# TASK DIRECTIONS:
Throughout the records below, find each line holding "blank" and copy it.

# SUPPLIED DATA:

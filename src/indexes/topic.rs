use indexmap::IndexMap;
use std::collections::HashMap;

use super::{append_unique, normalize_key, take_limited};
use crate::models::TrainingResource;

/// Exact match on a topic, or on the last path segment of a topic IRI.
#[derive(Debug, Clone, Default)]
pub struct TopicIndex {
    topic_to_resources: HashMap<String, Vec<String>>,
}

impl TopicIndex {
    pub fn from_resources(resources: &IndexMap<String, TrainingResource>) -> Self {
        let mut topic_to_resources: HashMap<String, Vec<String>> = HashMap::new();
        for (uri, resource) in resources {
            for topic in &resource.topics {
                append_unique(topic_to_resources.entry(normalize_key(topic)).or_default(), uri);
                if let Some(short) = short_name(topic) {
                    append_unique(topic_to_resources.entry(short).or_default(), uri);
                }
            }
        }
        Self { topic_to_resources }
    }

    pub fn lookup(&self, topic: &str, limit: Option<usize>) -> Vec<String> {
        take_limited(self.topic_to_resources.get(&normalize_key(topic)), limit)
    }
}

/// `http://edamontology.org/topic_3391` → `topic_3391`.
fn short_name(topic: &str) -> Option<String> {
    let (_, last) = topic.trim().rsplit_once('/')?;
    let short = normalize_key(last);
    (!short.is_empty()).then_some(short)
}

---

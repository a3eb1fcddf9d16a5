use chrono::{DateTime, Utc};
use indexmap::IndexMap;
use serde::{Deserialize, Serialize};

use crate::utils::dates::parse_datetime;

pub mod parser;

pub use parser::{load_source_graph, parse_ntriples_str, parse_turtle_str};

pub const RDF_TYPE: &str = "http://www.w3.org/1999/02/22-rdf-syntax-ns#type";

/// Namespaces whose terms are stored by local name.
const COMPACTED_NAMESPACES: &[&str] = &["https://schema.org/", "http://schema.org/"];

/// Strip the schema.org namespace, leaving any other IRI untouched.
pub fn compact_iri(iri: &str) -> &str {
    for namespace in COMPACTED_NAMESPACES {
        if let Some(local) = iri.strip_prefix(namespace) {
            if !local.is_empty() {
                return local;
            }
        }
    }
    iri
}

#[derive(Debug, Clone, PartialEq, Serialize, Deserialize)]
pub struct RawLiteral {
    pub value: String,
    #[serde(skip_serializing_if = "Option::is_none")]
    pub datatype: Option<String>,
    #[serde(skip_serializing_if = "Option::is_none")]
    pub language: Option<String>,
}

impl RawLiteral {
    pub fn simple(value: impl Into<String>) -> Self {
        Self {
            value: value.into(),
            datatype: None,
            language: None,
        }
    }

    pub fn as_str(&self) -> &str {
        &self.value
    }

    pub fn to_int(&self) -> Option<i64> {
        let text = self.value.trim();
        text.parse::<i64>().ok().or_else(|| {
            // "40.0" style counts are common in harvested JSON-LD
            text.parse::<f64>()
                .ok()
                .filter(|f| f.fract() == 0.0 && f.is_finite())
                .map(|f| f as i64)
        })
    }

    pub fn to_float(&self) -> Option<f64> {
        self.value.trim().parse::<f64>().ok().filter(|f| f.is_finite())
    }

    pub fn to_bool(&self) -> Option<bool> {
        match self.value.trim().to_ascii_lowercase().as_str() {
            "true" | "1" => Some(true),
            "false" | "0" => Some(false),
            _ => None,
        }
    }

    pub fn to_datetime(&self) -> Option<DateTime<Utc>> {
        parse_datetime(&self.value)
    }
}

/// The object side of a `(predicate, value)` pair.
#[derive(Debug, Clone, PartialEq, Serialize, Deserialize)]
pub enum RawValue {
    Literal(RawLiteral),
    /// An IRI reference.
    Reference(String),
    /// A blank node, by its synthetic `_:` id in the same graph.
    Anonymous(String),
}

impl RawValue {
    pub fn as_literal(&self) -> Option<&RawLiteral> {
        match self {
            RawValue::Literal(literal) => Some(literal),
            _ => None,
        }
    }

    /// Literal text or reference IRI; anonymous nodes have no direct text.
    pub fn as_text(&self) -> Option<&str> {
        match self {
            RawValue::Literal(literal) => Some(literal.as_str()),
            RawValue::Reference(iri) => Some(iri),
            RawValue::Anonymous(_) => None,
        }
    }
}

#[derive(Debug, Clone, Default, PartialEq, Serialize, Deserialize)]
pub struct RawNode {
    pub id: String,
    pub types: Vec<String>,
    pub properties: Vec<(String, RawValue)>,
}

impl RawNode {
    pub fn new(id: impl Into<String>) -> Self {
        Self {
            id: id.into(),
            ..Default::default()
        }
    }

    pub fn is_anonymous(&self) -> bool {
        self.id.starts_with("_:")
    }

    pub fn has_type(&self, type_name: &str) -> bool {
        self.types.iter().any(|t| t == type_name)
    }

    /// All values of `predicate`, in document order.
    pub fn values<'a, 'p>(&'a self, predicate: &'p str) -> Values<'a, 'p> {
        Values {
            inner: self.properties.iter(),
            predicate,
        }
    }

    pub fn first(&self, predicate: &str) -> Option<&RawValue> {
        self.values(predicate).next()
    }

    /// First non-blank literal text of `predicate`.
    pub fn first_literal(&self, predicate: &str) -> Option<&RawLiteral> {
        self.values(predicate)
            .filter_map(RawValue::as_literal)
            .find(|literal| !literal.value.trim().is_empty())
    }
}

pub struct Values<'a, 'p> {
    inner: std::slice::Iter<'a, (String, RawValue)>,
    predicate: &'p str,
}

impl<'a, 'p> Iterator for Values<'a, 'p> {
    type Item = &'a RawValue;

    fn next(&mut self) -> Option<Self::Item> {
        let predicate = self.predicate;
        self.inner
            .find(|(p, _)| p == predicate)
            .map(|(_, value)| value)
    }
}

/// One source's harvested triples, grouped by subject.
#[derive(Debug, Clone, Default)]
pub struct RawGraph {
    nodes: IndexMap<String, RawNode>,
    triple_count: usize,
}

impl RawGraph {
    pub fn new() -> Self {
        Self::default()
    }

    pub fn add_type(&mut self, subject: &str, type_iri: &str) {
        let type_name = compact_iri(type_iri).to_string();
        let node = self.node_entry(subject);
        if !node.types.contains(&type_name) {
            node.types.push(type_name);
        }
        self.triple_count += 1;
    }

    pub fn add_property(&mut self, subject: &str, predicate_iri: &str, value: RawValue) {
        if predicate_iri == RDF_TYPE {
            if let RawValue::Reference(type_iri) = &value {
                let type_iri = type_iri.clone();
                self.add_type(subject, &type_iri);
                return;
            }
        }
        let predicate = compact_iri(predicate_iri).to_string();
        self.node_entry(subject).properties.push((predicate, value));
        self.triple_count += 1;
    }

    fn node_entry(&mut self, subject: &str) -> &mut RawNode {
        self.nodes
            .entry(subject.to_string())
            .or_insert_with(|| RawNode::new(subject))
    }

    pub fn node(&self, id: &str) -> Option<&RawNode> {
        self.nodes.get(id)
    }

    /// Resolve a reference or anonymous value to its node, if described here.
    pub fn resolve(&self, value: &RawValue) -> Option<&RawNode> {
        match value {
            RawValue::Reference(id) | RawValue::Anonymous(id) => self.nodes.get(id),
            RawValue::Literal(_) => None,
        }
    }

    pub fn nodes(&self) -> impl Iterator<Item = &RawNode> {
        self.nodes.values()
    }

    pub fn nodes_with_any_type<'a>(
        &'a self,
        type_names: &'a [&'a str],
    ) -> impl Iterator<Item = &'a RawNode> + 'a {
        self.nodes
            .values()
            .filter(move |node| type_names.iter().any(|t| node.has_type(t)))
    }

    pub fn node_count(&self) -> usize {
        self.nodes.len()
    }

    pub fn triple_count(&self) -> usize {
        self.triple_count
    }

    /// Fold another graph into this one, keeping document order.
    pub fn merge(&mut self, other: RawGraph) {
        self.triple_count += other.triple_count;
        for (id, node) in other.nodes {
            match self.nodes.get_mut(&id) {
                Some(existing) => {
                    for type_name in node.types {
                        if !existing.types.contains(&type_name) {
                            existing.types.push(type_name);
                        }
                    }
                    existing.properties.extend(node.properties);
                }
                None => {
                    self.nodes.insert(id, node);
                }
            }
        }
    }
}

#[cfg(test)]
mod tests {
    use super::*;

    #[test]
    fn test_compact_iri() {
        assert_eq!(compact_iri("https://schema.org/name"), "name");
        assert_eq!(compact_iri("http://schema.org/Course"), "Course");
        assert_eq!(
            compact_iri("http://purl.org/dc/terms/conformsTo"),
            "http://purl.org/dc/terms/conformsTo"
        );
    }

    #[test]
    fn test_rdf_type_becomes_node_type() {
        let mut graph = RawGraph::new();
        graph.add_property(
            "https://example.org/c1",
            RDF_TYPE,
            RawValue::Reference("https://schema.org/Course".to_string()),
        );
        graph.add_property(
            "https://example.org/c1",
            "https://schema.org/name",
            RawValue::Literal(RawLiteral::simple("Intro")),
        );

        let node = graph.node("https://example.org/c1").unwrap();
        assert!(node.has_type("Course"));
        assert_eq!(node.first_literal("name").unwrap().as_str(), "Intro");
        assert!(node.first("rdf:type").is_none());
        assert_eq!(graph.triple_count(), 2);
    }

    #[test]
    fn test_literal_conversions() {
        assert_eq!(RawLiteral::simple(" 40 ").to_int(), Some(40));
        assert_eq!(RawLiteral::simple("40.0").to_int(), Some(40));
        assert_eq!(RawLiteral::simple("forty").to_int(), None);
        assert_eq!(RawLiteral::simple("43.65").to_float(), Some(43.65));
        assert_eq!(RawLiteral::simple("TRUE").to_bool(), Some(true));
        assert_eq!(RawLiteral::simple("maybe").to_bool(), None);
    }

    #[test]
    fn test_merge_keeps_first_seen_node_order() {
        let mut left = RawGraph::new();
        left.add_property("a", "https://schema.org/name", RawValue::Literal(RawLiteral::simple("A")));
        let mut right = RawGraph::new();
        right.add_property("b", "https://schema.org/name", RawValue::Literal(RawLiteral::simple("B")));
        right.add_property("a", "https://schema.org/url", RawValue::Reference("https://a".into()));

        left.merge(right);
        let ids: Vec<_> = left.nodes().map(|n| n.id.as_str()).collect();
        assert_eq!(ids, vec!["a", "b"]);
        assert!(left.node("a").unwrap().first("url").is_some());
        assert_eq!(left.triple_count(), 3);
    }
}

* * *

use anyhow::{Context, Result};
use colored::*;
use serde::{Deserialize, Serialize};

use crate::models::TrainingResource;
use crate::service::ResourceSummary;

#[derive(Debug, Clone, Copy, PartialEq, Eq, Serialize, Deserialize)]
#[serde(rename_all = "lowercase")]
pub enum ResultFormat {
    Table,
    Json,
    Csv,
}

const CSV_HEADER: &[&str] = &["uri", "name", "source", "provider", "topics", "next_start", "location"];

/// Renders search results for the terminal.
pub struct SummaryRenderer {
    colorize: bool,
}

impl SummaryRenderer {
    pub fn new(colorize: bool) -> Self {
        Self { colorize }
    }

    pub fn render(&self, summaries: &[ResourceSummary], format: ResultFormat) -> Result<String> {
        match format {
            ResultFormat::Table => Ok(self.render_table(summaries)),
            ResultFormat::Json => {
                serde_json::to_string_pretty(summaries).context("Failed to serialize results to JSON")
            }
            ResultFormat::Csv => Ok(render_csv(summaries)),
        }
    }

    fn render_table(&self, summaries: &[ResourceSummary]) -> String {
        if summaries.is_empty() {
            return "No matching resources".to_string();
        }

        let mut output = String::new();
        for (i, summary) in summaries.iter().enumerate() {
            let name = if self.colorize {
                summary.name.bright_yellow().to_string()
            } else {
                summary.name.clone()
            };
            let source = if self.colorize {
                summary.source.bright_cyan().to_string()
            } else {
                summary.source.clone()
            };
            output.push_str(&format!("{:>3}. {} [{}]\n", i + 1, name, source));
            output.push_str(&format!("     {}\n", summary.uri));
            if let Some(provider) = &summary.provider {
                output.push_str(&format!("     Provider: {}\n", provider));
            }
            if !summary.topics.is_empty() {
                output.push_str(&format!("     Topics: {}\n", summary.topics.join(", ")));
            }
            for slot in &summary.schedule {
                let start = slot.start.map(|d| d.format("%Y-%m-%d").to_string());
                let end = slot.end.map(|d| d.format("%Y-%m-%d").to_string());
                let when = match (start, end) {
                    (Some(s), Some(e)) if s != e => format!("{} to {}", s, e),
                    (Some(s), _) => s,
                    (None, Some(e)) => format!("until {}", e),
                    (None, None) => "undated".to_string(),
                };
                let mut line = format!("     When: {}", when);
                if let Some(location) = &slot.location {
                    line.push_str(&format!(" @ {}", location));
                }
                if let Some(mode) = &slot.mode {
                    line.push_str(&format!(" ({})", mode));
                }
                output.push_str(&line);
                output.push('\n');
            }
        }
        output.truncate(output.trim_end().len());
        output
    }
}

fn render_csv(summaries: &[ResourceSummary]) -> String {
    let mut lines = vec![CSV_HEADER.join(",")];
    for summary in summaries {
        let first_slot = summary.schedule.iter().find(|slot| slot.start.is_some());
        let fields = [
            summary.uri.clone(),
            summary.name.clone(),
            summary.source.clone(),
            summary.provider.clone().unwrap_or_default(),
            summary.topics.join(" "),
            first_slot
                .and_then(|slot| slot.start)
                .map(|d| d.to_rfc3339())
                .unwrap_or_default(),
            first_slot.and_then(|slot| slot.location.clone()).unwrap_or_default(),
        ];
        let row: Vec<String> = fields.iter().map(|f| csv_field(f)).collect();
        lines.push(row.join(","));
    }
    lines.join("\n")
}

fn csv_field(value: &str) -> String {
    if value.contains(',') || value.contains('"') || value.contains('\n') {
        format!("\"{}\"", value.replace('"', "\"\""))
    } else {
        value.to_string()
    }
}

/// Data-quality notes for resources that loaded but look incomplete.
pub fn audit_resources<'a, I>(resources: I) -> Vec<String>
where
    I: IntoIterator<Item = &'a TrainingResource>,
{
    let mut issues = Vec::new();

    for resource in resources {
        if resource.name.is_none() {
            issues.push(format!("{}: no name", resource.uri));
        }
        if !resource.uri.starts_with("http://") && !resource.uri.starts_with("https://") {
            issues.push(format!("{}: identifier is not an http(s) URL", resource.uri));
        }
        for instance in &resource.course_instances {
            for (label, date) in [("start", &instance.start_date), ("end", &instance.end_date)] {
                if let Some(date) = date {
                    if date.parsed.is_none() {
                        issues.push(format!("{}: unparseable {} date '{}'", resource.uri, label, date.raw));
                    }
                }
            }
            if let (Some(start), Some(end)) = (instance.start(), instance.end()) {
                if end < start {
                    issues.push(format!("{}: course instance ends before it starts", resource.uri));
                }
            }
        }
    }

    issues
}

# TASK RESPONSE:
    /// A blank node, by its synthetic `_:` id in the same graph.
    /// First non-blank literal text of `predicate`.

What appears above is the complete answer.